- What to do
From the line with "assert_eq!(JobConfig::new(cfg.dim), Ok(cfg));" through the line with "let d_row = d.row_mut(w);", inclusive, return each line of the data below exactly and leave the rest out.

- Excerpted records
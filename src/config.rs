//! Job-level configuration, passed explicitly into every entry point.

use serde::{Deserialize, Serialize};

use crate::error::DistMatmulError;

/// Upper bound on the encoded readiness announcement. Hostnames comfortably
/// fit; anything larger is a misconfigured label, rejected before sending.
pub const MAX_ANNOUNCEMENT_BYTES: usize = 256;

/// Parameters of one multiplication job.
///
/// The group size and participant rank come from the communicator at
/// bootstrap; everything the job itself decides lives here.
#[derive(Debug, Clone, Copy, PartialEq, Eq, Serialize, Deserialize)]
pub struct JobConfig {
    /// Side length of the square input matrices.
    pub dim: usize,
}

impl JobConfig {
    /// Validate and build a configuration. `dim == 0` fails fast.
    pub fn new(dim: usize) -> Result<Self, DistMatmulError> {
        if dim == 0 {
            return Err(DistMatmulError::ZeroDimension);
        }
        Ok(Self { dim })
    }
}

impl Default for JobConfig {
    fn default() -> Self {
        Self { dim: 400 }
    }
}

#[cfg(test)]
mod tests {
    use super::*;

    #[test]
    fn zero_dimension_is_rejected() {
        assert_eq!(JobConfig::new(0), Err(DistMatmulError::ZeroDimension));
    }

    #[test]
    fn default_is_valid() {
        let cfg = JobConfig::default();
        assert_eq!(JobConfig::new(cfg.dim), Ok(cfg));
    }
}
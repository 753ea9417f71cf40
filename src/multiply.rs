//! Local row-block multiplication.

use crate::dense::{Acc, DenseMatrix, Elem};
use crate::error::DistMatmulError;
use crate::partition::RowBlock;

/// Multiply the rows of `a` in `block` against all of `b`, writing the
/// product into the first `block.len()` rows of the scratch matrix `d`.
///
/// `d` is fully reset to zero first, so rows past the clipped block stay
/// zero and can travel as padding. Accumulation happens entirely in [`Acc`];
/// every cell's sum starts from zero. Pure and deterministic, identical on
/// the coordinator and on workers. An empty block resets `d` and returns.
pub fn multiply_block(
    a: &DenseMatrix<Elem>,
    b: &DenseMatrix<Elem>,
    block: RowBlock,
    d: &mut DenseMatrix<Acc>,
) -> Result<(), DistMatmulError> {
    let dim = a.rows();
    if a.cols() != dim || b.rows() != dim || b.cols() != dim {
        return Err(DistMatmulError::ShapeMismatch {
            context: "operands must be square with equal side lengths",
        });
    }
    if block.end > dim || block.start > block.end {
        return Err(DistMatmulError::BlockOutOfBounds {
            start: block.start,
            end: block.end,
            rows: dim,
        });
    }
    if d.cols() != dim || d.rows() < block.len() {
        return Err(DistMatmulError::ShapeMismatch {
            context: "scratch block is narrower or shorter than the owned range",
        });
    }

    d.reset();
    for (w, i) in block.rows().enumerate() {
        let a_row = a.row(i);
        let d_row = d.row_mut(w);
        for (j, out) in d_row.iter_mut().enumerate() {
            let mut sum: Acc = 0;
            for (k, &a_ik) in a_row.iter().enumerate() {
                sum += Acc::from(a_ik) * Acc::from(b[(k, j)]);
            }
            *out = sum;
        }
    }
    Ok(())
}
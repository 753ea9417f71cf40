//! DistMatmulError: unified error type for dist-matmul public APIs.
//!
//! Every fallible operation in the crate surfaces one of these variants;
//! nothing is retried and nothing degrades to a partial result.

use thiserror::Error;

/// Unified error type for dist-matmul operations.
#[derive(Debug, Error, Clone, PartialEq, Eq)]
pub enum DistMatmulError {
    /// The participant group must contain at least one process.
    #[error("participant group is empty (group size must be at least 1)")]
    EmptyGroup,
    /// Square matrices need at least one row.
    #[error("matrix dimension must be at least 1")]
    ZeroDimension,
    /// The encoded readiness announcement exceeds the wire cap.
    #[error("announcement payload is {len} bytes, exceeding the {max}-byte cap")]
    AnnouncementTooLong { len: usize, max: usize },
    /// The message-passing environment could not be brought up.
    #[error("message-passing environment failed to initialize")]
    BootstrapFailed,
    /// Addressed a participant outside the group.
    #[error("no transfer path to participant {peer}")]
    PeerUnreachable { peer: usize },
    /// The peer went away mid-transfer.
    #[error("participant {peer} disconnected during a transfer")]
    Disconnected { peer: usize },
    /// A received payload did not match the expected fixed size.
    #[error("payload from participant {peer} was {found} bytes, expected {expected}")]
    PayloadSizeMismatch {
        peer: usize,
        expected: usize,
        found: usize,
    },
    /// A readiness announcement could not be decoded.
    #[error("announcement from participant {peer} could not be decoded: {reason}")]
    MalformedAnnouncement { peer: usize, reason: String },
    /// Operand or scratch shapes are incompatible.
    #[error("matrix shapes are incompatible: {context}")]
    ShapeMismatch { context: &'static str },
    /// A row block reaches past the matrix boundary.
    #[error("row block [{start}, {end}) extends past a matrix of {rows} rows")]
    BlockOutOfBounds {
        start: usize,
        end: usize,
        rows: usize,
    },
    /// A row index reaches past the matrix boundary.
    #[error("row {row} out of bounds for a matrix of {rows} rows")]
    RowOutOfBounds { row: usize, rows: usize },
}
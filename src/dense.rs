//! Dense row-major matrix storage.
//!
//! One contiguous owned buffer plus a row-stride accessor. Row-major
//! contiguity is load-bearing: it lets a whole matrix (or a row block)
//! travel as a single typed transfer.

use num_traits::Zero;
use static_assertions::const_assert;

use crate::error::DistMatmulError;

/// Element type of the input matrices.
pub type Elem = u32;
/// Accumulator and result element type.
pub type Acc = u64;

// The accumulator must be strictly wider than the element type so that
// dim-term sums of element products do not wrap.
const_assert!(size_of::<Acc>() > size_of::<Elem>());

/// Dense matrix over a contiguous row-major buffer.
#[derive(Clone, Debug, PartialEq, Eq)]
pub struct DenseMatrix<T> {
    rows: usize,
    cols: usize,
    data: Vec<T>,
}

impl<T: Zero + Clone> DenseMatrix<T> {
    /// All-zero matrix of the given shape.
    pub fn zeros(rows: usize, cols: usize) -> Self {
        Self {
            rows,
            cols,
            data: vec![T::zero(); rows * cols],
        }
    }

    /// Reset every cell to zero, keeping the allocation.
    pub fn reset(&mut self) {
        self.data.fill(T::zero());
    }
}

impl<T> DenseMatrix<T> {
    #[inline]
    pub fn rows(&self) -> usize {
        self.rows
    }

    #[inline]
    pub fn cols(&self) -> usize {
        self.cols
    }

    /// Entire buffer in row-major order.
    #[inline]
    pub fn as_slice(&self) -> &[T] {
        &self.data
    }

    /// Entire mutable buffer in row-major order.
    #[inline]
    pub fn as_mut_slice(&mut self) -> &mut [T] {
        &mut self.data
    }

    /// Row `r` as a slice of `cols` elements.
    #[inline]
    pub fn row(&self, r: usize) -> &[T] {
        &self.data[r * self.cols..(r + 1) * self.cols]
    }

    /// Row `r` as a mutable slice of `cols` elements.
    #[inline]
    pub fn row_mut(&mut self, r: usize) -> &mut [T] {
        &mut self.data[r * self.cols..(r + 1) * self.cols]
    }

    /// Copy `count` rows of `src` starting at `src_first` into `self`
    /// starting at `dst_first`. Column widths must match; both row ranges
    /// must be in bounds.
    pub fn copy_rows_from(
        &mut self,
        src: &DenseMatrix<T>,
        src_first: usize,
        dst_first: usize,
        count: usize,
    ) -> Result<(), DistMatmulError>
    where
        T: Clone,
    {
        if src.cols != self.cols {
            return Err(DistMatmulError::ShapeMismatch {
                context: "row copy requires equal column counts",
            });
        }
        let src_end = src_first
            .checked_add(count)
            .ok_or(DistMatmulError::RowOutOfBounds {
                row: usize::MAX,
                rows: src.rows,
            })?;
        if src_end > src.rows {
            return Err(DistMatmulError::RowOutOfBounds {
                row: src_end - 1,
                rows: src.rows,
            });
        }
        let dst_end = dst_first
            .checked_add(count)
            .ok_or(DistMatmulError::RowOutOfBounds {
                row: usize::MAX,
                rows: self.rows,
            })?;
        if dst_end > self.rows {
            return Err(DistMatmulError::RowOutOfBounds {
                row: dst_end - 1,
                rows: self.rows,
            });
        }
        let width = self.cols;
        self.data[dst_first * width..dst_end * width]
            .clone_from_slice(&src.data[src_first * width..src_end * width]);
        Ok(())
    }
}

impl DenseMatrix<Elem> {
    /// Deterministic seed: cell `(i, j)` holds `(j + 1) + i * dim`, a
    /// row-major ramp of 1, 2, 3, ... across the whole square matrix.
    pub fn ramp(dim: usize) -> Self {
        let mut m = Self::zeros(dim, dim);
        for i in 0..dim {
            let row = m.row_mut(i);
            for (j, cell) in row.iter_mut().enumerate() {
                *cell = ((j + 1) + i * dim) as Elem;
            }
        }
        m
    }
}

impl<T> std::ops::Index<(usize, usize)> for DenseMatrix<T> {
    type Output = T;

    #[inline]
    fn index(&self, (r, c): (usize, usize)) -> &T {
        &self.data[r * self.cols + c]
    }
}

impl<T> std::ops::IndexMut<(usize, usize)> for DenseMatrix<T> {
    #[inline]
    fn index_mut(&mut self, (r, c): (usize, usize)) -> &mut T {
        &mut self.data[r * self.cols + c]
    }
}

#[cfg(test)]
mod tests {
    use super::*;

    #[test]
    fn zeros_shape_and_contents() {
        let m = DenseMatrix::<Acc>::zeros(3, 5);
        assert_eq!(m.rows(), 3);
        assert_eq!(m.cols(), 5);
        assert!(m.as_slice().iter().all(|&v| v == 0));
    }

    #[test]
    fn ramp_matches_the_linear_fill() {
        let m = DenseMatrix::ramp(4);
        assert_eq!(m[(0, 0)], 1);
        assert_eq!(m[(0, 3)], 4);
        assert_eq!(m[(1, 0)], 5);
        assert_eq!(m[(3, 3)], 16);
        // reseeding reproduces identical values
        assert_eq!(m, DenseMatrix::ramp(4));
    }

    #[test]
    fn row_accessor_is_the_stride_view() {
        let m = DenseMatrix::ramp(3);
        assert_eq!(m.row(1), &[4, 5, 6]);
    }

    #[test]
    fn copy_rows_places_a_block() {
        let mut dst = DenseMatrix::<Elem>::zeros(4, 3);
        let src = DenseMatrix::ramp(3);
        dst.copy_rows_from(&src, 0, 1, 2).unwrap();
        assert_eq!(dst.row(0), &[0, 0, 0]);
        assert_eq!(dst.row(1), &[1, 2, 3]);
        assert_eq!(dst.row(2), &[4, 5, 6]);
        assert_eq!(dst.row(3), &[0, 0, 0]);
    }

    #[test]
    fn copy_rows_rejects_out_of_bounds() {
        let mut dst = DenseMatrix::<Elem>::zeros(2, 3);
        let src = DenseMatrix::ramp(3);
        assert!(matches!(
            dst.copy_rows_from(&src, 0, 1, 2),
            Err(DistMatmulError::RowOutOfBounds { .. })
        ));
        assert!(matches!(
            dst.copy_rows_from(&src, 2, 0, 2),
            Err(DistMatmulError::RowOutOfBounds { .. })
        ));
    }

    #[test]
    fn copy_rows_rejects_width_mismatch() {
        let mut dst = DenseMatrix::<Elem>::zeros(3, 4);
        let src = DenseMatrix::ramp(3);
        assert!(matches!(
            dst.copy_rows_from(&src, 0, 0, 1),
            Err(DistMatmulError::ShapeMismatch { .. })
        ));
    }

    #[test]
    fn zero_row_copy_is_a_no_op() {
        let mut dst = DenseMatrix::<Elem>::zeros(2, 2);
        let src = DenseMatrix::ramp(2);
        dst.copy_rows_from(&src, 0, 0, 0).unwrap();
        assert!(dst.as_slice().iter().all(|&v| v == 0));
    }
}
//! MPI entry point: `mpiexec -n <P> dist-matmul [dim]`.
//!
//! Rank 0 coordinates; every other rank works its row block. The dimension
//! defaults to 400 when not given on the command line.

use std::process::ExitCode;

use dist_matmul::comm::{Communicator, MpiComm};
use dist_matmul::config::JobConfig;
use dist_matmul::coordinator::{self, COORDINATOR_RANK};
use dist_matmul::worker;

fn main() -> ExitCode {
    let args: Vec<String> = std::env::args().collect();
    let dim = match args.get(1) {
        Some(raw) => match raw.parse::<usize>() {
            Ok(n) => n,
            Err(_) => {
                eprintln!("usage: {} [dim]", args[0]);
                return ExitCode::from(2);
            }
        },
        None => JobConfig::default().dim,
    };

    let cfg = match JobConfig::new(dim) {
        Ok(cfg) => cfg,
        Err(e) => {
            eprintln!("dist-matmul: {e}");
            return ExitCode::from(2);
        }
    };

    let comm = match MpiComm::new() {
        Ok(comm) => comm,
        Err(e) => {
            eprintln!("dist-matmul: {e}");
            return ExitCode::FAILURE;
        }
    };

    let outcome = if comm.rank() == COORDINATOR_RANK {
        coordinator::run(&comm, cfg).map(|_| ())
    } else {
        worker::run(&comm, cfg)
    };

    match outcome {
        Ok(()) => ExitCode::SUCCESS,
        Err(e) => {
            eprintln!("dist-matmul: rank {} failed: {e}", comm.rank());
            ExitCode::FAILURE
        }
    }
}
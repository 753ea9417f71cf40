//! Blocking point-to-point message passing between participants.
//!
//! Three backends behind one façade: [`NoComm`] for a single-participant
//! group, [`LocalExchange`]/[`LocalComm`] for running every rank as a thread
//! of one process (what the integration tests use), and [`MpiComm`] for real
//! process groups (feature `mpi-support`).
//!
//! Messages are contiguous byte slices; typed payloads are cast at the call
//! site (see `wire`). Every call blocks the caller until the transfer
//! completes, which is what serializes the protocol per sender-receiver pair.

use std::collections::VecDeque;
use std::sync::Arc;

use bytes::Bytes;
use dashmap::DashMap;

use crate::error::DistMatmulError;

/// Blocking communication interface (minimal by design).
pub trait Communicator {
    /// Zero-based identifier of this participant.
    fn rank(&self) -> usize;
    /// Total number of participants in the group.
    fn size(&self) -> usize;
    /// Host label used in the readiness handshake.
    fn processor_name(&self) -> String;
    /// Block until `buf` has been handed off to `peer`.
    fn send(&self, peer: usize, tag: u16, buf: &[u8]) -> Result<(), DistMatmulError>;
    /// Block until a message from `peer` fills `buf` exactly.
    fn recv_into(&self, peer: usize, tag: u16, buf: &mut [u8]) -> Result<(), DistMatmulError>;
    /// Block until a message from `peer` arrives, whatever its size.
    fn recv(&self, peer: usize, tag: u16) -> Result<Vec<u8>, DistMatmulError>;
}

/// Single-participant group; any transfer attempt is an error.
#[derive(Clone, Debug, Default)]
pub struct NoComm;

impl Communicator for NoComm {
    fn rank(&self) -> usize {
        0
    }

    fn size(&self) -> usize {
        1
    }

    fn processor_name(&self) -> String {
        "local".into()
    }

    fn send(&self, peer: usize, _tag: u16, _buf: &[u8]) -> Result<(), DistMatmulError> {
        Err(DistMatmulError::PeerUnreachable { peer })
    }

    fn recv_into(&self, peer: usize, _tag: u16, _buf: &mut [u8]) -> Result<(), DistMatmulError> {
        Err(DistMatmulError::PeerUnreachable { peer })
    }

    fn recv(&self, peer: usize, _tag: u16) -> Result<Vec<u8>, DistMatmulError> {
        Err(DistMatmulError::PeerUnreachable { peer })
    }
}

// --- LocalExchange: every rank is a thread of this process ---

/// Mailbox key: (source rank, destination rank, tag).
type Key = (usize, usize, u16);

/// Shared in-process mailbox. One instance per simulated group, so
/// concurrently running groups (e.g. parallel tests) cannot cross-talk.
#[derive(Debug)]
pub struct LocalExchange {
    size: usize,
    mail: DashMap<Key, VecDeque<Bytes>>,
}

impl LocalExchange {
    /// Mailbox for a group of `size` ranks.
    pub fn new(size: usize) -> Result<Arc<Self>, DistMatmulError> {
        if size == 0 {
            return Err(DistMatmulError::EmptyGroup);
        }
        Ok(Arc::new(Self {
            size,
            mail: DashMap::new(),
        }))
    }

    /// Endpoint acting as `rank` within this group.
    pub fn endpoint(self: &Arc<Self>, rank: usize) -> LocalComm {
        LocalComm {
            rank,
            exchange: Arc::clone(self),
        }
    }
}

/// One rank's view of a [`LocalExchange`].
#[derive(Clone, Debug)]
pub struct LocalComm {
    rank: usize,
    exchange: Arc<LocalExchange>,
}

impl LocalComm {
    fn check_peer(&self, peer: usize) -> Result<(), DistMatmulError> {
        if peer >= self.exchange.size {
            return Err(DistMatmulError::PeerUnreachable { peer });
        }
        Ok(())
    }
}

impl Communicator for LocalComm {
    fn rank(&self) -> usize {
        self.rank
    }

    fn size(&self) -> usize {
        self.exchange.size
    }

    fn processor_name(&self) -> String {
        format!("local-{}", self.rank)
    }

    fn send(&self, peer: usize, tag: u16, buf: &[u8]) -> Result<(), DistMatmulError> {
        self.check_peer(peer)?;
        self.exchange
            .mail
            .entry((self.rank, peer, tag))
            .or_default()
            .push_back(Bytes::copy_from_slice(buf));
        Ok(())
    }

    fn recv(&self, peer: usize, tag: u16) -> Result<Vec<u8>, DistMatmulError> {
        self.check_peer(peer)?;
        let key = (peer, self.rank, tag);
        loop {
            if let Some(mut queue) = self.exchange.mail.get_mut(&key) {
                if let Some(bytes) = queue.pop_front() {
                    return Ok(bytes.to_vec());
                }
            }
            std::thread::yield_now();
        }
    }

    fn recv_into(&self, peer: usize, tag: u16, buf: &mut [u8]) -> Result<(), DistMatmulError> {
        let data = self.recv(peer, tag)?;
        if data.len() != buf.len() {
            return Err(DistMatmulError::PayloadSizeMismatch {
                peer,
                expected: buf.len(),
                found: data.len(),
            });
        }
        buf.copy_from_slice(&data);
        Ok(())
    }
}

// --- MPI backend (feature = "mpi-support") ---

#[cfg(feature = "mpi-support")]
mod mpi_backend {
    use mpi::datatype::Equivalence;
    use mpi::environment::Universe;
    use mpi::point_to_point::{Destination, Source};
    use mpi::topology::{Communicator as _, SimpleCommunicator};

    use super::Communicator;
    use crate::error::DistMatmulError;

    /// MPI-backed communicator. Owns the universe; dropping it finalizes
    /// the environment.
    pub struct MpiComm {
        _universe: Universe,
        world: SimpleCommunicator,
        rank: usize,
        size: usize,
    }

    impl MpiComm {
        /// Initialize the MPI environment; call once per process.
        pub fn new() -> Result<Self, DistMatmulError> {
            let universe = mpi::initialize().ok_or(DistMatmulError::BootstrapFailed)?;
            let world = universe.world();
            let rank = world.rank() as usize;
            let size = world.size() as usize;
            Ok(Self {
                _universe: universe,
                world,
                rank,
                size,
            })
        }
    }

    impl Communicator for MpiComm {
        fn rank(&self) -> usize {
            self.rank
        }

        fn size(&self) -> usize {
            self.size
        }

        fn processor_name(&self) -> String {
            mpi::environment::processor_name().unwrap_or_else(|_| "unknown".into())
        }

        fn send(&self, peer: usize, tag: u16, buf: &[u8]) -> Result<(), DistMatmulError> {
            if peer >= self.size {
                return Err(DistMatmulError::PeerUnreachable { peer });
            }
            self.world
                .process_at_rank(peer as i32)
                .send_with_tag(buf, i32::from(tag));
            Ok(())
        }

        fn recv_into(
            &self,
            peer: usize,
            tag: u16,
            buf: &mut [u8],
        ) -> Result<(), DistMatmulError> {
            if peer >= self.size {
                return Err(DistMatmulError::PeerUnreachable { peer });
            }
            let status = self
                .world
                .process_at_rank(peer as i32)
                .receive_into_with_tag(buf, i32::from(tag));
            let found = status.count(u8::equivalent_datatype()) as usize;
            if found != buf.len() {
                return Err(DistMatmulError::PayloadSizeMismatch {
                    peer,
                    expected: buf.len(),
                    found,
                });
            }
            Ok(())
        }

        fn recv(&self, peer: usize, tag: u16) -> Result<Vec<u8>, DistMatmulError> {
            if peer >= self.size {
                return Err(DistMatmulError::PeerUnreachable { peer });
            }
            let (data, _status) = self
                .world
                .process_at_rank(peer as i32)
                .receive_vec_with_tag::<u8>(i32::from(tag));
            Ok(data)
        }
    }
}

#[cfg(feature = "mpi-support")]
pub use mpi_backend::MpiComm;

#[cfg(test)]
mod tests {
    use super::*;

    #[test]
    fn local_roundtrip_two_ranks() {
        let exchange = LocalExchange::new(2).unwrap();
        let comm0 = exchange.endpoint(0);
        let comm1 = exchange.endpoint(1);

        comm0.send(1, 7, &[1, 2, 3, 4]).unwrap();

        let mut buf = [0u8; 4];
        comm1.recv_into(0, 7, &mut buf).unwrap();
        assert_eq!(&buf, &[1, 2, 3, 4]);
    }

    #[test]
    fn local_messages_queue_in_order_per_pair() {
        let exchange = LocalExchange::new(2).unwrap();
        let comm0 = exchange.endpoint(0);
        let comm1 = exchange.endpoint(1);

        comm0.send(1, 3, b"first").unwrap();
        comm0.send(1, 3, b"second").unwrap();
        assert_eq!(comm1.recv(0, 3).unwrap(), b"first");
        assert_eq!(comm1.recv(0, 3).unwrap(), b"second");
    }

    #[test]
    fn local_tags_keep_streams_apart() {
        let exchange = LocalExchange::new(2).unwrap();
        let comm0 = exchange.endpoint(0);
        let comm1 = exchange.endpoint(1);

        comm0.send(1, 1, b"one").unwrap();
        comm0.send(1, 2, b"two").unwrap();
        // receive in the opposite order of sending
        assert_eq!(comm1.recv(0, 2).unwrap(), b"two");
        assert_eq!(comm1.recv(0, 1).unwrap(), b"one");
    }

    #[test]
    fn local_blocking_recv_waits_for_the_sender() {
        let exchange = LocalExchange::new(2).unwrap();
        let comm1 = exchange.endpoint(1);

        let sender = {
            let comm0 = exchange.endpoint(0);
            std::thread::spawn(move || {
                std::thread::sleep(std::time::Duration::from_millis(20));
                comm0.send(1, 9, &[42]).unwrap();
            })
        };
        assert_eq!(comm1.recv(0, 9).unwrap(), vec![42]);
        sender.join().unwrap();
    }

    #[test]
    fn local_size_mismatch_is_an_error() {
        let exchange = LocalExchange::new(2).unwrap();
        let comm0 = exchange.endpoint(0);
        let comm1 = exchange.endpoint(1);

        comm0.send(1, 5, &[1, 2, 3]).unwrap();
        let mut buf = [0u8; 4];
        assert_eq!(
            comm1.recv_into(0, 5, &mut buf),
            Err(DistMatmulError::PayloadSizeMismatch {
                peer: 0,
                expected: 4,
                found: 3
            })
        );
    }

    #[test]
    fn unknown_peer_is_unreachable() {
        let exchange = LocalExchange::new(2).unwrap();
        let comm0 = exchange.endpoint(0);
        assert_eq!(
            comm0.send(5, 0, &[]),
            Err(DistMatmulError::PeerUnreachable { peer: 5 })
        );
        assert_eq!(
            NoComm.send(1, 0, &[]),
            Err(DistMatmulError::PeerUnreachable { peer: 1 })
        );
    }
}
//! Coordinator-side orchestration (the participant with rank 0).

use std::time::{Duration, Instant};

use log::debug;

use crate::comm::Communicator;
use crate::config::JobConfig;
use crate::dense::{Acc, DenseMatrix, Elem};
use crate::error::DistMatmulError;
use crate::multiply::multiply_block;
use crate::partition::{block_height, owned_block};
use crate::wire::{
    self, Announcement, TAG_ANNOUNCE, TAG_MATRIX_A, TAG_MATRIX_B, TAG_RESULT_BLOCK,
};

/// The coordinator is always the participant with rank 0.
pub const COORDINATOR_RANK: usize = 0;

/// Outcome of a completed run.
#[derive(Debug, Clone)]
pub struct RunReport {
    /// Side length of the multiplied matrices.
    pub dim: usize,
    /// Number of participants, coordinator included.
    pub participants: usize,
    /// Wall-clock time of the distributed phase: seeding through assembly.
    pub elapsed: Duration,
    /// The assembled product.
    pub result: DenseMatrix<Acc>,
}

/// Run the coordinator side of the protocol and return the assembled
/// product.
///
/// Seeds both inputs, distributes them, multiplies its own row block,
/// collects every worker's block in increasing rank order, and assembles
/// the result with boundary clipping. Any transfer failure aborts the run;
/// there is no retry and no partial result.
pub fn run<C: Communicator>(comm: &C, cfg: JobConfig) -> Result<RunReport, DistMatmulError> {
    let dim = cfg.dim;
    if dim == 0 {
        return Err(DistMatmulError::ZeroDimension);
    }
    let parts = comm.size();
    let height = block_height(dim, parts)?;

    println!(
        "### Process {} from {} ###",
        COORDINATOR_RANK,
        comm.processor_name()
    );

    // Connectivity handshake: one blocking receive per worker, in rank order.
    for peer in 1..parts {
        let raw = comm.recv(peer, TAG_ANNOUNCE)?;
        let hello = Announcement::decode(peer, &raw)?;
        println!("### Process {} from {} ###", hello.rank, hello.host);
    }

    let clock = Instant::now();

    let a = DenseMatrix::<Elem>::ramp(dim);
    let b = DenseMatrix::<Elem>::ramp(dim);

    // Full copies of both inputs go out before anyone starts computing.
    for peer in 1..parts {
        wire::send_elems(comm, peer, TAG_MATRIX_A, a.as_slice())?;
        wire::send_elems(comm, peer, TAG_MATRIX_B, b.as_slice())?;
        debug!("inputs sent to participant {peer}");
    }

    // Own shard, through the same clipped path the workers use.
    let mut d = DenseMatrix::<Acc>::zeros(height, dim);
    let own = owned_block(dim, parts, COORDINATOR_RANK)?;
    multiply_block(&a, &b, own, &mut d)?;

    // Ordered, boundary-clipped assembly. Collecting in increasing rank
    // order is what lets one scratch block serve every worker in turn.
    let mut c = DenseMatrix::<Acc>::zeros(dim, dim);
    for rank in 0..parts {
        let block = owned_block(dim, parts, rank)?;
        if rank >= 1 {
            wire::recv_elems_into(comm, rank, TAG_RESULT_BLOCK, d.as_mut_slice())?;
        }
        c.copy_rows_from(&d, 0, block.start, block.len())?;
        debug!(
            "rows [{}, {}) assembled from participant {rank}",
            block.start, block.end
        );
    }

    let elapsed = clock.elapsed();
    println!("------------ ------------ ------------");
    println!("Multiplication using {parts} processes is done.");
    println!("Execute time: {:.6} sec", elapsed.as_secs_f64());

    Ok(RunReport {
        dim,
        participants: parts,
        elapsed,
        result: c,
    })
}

- Answer to this problem
        assert_eq!(JobConfig::new(cfg.dim), Ok(cfg));
    }
}
repository 753ea9417f71cf40
filename src/multiply.rs
//! Local row-block multiplication.

use crate::dense::{Acc, DenseMatrix, Elem};
use crate::error::DistMatmulError;
use crate::partition::RowBlock;

/// Multiply the rows of `a` in `block` against all of `b`, writing the
/// product into the first `block.len()` rows of the scratch matrix `d`.
///
/// `d` is fully reset to zero first, so rows past the clipped block stay
/// zero and can travel as padding. Accumulation happens entirely in [`Acc`];
/// every cell's sum starts from zero. Pure and deterministic, identical on
/// the coordinator and on workers. An empty block resets `d` and returns.
pub fn multiply_block(
    a: &DenseMatrix<Elem>,
    b: &DenseMatrix<Elem>,
    block: RowBlock,
    d: &mut DenseMatrix<Acc>,
) -> Result<(), DistMatmulError> {
    let dim = a.rows();
    if a.cols() != dim || b.rows() != dim || b.cols() != dim {
        return Err(DistMatmulError::ShapeMismatch {
            context: "operands must be square with equal side lengths",
        });
    }
    if block.end > dim || block.start > block.end {
        return Err(DistMatmulError::BlockOutOfBounds {
            start: block.start,
            end: block.end,
            rows: dim,
        });
    }
    if d.cols() != dim || d.rows() < block.len() {
        return Err(DistMatmulError::ShapeMismatch {
            context: "scratch block is narrower or shorter than the owned range",
        });
    }

    d.reset();
    for (w, i) in block.rows().enumerate() {
        let a_row = a.row(i);
        let d_row = d.row_mut(w);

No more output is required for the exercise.